On October 7, 1994 the District Court entered an order staying the
class actions pending the conclusion of debtor's Chapter 11 case.

                       The Proposed Settlement

        The plan incorporates a proposed settlement of the class
actions.  The proposed settlement is not supported by the named
plaintiffs in the class actions.  Specifically each class  12
creditor, which includes all members of the plaintiff class in the
class actions, is being offered his pro rata share of $350,000 in
cash.  This offer is made possible by an agreement between the
debtor and the director defendants whereby the director defendants
have offered to fund what would be the $350,000 cash settlement and
to withdraw all claims they may have against the debtor for
indemnity or contribution.  In consideration, the director
defendants are seeking releases from the debtor and each member of
the class.

                                 11

        The debtor believes that the settlement is fair to class
members.  First, under Section 510(b) of the Bankruptcy Code, the
claims of class action plaintiffs have the same priority as common
stock claims.  Under the plan, the equity interests of common
shareholders are being diluted to 5% of the common stock
outstanding.  Accordingly, the settlement offers the members of
class  12 significantly more than they would receive under the plan
absent a settlement.  Second, unless  claims of director defendants
for indemnity and contribution can be settled, such claims could
significantly dilute the recoveries of general unsecured creditors.
The debtor has not yet determined whether such claims can be
properly asserted.

        The debtor's certificate of incorporation contains provisions
entitling the directors and officers to be indemnified by the
debtor against all claims asserted against them arising out of
their performance of their duties to the corporation.  Under
Delaware law, the debtor's indemnity obligation may be avoided only

if the defendants did not act in good faith.  Thus, defendants may
be entitled to be indemnified for their legal expenses if they
successfully defend the class actions.  They may also be entitled
to be indemnified if there is a settlement or they are held liable
on a negligence theory.  Defendants may also be entitled to
contribution from the debtor even if they are found liable on any
of the fraud counts.

        The creditors' committee has advised the debtor that  if the
director defendants asserted claims for indemnification or
contribution, the committee would oppose debtor's plan which could
make the debtor's reorganization difficult, if not impossible.
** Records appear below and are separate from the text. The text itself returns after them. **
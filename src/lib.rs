//! Yogaflow is a sequencing and timing engine for yoga flows.
//!
//! It orders poses into a flow that respects a small set of biomechanical safety rules,
//! scores and suggests transitions between poses, generates whole flows from a length,
//! intensity and focus, and keeps per-pose durations consistent while a flow is edited
//! and played back.
//!
//! # Building blocks
//!
//! 1. **Catalog**: a read-only [`PoseCatalog`] of [`Pose`] records, built in or loaded from JSON
//! 2. **Safety**: [`apply_safety_adjustments`] repairs a sequence against [`SafetyRules`]
//! 3. **Transitions**: [`score()`], [`next_pose_suggestions`], [`suggest_transition_pose`]
//! 4. **Generation**: [`generate()`] builds a repaired flow from a [`GenerateRequest`]
//! 5. **Timing**: [`DurationOverrides`], [`pose_durations`], [`SessionPlan`] and [`PlaybackState`]
//!
//! Every sequencing and timing operation is pure, synchronous and fail-soft: unknown pose
//! ids, missing metadata and out-of-range numbers degrade to documented defaults instead
//! of errors. [`FlowError`] only appears while loading catalogs and configuration.
//!
//! Randomness is always injected through [`RandomSource`]; [`Rng64`] is a seedable default.
#![forbid(unsafe_code)]
#![deny(missing_docs)]

mod catalog;
mod config;
mod foundation;
mod generate;
mod safety;
mod timing;
mod transition;

pub use crate::catalog::pose::{DEFAULT_POSE_SECONDS, Family, Pose};
pub use crate::catalog::store::PoseCatalog;
pub use crate::config::EngineConfig;
pub use crate::foundation::core::{PoseId, Sequence, Tempo, sequence_of};
pub use crate::foundation::error::{FlowError, FlowResult};
pub use crate::foundation::rng::{RandomSource, Rng64};
pub use crate::generate::generator::{
    Focus, GenerateRequest, GeneratorConfig, generate, pool_weights, reshuffle, target_count,
    weighted_pick,
};
pub use crate::safety::adjust::{CoachTip, apply_safety_adjustments, coach_tip, is_safety_stable};
pub use crate::safety::rules::SafetyRules;
pub use crate::timing::durations::{
    TimingConfig, TimingMode, apply_overrides, base_durations, override_from_input,
    pose_durations, quantize_to_breaths, tempo_adjust,
};
pub use crate::timing::overrides::DurationOverrides;
pub use crate::timing::session::{
    Phase, PlaybackState, SessionEvent, SessionPlan, compute_total_remaining,
};
pub use crate::transition::score::{ScoreWeights, score};
pub use crate::transition::suggest::{
    BILATERAL_SCORE, COUNTER_POSE_BOOST, NEUTRAL_BRIDGE_FAMILIES, NEXT_SUGGESTION_LIMIT,
    PALETTE_LIMIT, Scorer, next_pose_suggestions, select_best_transition_poses,
    starting_pose_suggestions, suggest_transition_pose, suggestion_palette,
};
        Third, in the opinion of the director defendants, the
settlement amount represents a substantial portion of the damages
which would be recoverable even if the plaintiffs are successful,
after attorneys fees are paid.

         Plaintiffs have asserted the losses of the class 12 creditors
are approximately $5-6 million.  Defendants believe that such
estimates are significantly overstated and that even if plaintiffs
were to prevail on all their liability claims, the recoveries would
be in the range of $1.5 million to $3.5 million before deducting
the attorneys' fees payable to plaintiff's attorneys.  Defendants
estimate, based on recent precedents, that plaintiffs' attorneys
fees will total approximately one-third of any recovery.

        The debtor believes that the outcome of the class action
litigation is uncertain and the actual recoveries may be
substantially less than $1.5 to $3.5 million.  Also, the class
actions are not yet ready for trial and it is difficult to predict
when such actions could be completed.  Finally, there is some
question whether a judgment against certain of the defendants would
be collectible.

                                 12

          ARTICLE VII:  ACCEPTANCE AND CONFIRMATION OF PLAN

        Section 1126 of the Bankruptcy Code deals with acceptance of
the plan.  Unimpaired classes of claims are deemed to have accepted
the plan.  The debtor's former president is deemed not to have
accepted the plan, since the plan provides that he will neither
receive nor retain any property under the plan.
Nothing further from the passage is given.